That said, the psychology of manias never changes. People overestimate short-term gains and underestimate long-term disruption. AI is real, but that doesn’t mean every AI stock is. Some companies will go to the moon; the vast majority will go to zero.

That’s why perspective and diversification matter more than ever.

How I’m Positioning for The New Mania

Here’s how I’m approaching this cycle, and some suggestions if you’re feeling swept up by the hype. As we should all remember, there are no guarantees in risk assets.
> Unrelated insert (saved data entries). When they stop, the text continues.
use serde::Serialize;
use sha2::{Digest, Sha256};
use std::fmt;

use crate::filter::FilterState;
use crate::pagination::Pagination;
use crate::registry::{DatasetDescriptor, OptionEndpoint};

/// Which of a dataset's independent fetches a key belongs to.
#[derive(Debug, Clone, PartialEq, Eq, Hash, PartialOrd, Ord, Serialize)]
#[serde(rename_all = "snake_case")]
pub enum QueryRole {
    Records,
    Count,
    Analytics,
    Options(String),
}

impl QueryRole {
    pub fn as_str(&self) -> &str {
        match self {
            QueryRole::Records => "records",
            QueryRole::Count => "count",
            QueryRole::Analytics => "analytics",
            QueryRole::Options(key) => key.as_str(),
        }
    }
}

/// Supersession scope: a newer key in the same slot outranks an older one.
#[derive(Debug, Clone, PartialEq, Eq, Hash, PartialOrd, Ord, Serialize)]
pub struct SlotId {
    pub dataset: String,
    pub role: QueryRole,
}

/// Canonical identity of one logical request. Equal by value.
///
/// Only the dataset's relevant filters take part, in declared order, so a
/// change to a filter the dataset ignores never produces a new key.
#[derive(Debug, Clone, PartialEq, Eq, Hash, PartialOrd, Ord, Serialize)]
pub struct QueryKey {
    pub endpoint: String,
    pub dataset: String,
    pub role: QueryRole,
    pub page: Option<u32>,
    pub filters: Vec<(String, String)>,
}

/// `(endpoint, dataset, page, relevant filter values in declared order)`
pub fn build_key(
    endpoint: &str,
    dataset_id: &str,
    page: u32,
    filters: &FilterState,
    relevant_keys: &[&str],
) -> QueryKey {
    QueryKey {
        endpoint: endpoint.to_string(),
        dataset: dataset_id.to_string(),
        role: QueryRole::Records,
        page: Some(page),
        filters: project(filters, relevant_keys),
    }
}

fn project(filters: &FilterState, keys: &[&str]) -> Vec<(String, String)> {
    keys.iter()
        .zip(filters.project(keys))
        .map(|(k, v)| (k.to_string(), v))
        .collect()
}

impl QueryKey {
    pub fn records(dataset: &DatasetDescriptor, pagination: &Pagination, filters: &FilterState) -> Self {
        build_key(
            dataset.record_endpoint,
            dataset.id,
            pagination.page(),
            filters,
            dataset.relevant_filter_keys,
        )
    }

    pub fn count(dataset: &DatasetDescriptor, filters: &FilterState) -> Self {
        Self {
            endpoint: dataset.count_endpoint.to_string(),
            dataset: dataset.id.to_string(),
            role: QueryRole::Count,
            page: None,
            filters: project(filters, dataset.relevant_filter_keys),
        }
    }

    pub fn analytics(dataset: &DatasetDescriptor, filters: &FilterState) -> Option<Self> {
        let endpoint = dataset.analytics_endpoint?;
        Some(Self {
            endpoint: endpoint.to_string(),
            dataset: dataset.id.to_string(),
            role: QueryRole::Analytics,
            page: None,
            filters: project(filters, dataset.relevant_filter_keys),
        })
    }

    /// Option keys never carry filters.
    pub fn options(dataset: &DatasetDescriptor, source: &OptionEndpoint) -> Self {
        Self {
            endpoint: source.path.to_string(),
            dataset: dataset.id.to_string(),
            role: QueryRole::Options(source.filter_key.to_string()),
            page: None,
            filters: Vec::new(),
        }
    }

    pub fn slot(&self) -> SlotId {
        SlotId { dataset: self.dataset.clone(), role: self.role.clone() }
    }

    /// Stable short digest for logs.
    pub fn fingerprint(&self) -> String {
        let mut hasher = Sha256::new();
        hasher.update(self.to_string().as_bytes());
        hex::encode(&hasher.finalize()[..8])
    }
}

impl fmt::Display for QueryKey {
    fn fmt(&self, f: &mut fmt::Formatter<'_>) -> fmt::Result {
        write!(f, "{}|{}|{}", self.endpoint, self.dataset, self.role.as_str())?;
        match self.page {
            Some(p) => write!(f, "|p{}", p)?,
            None => write!(f, "|-")?,
        }
        for (k, v) in &self.filters {
            write!(f, "|{}={}", k, v)?;
        }
        Ok(())
    }
}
Always do your due diligence and invest according to your own goals and risk tolerance.

Length and severity of bear and subsequent bull markets
This chart shows if the bull market lasts as long as the one through 1987, 2000, and 2007, we’ve still got many more months of runway to go

1. Stay Invested, But Maintain Exposure Limits

I’m fully participating in this bull run but will trim individual positions once they exceed 10% of my portfolio. A concentrated portfolio works, until it doesn’t.

The 10% threshold is somewhat arbitrary. You should come up with your own comfort level. According to modern portfolio theory and supporting studies, holding around 20 to 30 positions is typically enough to achieve most of the benefits of diversification along the efficient frontier, roughly a 3% to 5% allocation per position.

It’s not enough to just monitor your investment portfolio’s composition, you also need to view it in the context of your overall net worth. Look at how much you have in cash, real estate, alternatives, bonds, and low-risk assets.

Personally, I aim to keep public equities between 25% and 35% of my total net worth. That allocation gives me the confidence to stay the course during downturns. If the average bear market declines about 35%, that would translate to roughly a 10% hit to my overall net worth, which I can comfortably stomach.

Ascertain how much of your net worth you’re comfortable losing.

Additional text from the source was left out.